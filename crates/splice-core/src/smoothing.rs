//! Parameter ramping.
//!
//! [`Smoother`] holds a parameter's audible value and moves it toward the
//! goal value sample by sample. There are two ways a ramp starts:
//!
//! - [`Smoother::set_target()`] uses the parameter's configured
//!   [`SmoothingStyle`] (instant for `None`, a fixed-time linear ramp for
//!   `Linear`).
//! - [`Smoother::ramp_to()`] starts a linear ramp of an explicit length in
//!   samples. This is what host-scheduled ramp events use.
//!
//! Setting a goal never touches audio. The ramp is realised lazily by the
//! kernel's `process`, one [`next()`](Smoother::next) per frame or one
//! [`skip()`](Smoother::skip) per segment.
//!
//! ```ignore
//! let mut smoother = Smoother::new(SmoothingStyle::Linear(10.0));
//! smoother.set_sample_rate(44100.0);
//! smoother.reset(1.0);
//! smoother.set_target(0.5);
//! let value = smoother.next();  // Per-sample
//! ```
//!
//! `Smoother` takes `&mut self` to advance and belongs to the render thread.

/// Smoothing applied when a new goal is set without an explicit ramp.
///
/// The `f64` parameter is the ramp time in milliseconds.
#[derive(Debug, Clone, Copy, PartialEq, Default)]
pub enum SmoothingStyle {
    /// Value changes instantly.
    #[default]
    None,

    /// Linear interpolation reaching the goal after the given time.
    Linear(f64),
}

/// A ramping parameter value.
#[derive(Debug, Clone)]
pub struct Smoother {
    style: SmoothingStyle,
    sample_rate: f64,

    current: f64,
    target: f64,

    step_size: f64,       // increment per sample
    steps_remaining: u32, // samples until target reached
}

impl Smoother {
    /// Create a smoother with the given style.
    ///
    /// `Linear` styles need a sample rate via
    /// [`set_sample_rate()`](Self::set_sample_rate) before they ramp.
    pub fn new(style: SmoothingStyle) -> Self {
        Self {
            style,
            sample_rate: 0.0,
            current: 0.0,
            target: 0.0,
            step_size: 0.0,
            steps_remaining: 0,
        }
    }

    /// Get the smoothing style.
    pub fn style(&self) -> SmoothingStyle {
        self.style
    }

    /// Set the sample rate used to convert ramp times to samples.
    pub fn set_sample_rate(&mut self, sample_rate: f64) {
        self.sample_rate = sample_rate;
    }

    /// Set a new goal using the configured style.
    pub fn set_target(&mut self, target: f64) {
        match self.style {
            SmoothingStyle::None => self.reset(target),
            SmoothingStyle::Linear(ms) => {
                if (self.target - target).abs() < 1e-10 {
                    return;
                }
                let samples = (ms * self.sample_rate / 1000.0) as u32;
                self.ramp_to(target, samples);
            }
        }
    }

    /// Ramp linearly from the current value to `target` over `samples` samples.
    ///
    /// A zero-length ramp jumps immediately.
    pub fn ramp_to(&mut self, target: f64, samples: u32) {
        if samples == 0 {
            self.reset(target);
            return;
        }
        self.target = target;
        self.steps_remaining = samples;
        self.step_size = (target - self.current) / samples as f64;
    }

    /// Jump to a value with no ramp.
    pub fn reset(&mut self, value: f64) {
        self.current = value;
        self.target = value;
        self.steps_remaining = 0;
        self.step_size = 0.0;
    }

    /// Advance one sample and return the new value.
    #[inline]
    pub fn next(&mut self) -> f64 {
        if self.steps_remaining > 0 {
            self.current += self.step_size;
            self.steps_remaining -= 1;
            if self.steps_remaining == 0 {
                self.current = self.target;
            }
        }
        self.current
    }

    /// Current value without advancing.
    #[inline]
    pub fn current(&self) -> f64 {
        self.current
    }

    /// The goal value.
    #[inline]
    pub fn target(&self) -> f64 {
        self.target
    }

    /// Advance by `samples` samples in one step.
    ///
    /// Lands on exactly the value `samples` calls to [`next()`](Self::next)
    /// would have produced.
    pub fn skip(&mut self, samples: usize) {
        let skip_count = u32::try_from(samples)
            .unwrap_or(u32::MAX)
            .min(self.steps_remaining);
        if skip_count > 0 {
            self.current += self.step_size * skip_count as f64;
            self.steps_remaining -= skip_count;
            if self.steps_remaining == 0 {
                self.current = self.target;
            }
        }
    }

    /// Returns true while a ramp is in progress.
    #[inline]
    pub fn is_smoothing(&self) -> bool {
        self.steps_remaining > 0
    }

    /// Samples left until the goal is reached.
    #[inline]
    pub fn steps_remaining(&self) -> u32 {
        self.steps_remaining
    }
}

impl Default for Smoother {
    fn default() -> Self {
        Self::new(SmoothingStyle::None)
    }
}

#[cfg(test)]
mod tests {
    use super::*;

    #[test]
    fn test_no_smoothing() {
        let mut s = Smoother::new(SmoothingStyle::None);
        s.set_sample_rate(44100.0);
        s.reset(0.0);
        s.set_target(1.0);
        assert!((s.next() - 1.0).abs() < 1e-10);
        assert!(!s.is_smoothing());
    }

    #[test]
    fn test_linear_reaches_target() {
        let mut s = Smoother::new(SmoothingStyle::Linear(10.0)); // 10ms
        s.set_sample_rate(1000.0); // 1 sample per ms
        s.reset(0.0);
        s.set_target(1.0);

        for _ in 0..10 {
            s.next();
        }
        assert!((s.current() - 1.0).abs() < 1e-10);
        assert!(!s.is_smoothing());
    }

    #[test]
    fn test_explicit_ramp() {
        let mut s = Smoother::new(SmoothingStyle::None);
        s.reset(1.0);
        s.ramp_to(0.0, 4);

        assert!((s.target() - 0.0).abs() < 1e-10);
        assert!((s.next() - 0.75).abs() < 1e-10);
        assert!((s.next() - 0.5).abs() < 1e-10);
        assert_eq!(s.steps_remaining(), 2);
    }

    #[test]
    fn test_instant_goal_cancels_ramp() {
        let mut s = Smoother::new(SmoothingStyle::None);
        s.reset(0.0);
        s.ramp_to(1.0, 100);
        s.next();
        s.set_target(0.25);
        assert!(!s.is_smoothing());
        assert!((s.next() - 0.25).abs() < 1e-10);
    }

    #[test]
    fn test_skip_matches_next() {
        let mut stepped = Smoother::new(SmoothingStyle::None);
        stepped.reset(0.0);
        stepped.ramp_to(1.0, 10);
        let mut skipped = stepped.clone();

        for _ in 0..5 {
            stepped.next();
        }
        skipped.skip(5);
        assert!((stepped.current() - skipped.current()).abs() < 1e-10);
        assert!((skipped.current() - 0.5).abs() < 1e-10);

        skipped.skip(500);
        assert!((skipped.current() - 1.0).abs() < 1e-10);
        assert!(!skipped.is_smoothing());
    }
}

* * * *

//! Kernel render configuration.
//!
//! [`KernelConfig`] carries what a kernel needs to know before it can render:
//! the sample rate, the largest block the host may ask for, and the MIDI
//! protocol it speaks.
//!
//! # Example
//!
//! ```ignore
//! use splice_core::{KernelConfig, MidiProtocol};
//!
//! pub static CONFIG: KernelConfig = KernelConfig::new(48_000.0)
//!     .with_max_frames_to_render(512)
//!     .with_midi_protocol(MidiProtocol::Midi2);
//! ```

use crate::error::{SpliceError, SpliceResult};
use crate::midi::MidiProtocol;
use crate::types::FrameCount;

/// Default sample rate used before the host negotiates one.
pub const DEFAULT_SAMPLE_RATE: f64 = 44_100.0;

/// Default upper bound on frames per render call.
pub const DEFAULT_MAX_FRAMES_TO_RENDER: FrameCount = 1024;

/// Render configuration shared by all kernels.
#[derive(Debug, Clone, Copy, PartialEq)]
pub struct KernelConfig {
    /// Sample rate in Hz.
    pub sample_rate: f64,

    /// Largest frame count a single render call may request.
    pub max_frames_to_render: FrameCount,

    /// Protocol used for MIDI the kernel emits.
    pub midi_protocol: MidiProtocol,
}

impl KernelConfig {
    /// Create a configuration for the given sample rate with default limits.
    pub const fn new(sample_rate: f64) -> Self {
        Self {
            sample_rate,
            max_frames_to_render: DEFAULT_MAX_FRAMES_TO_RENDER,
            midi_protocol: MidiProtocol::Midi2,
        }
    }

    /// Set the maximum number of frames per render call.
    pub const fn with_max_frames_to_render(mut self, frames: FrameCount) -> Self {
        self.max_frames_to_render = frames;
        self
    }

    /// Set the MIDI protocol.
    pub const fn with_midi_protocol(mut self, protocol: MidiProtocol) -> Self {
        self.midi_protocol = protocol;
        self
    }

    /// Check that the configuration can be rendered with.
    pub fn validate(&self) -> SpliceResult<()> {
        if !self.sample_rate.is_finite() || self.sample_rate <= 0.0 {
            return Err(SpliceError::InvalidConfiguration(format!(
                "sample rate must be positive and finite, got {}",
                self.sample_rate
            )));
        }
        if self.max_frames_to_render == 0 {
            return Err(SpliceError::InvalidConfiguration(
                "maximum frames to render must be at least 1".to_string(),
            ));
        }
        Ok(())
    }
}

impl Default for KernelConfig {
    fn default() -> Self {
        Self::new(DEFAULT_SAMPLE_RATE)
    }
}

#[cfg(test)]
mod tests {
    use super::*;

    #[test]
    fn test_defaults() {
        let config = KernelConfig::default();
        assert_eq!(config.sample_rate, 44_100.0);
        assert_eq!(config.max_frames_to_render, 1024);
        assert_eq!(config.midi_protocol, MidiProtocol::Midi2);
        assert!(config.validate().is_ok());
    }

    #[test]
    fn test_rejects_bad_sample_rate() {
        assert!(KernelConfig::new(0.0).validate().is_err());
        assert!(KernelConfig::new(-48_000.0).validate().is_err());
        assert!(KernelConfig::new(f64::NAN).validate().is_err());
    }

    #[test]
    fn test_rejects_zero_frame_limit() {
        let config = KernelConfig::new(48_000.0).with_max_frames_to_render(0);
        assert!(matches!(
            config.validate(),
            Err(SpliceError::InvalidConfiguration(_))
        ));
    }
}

* * * *

Task directions
Above are the records; print exactly the lines from the line with "frames to render" to the line with "assert!(KernelConfig::new(0.0).validate().is_err());", including both, and nothing else.

Written answer
                "maximum frames to render must be at least 1".to_string(),
            ));
        }
        Ok(())
    }
}

impl Default for KernelConfig {
    fn default() -> Self {
        Self::new(DEFAULT_SAMPLE_RATE)
    }
}

#[cfg(test)]
mod tests {
    use super::*;

    #[test]
    fn test_defaults() {
        let config = KernelConfig::default();
        assert_eq!(config.sample_rate, 44_100.0);
        assert_eq!(config.max_frames_to_render, 1024);
        assert_eq!(config.midi_protocol, MidiProtocol::Midi2);
        assert!(config.validate().is_ok());
    }

    #[test]
    fn test_rejects_bad_sample_rate() {
        assert!(KernelConfig::new(0.0).validate().is_err());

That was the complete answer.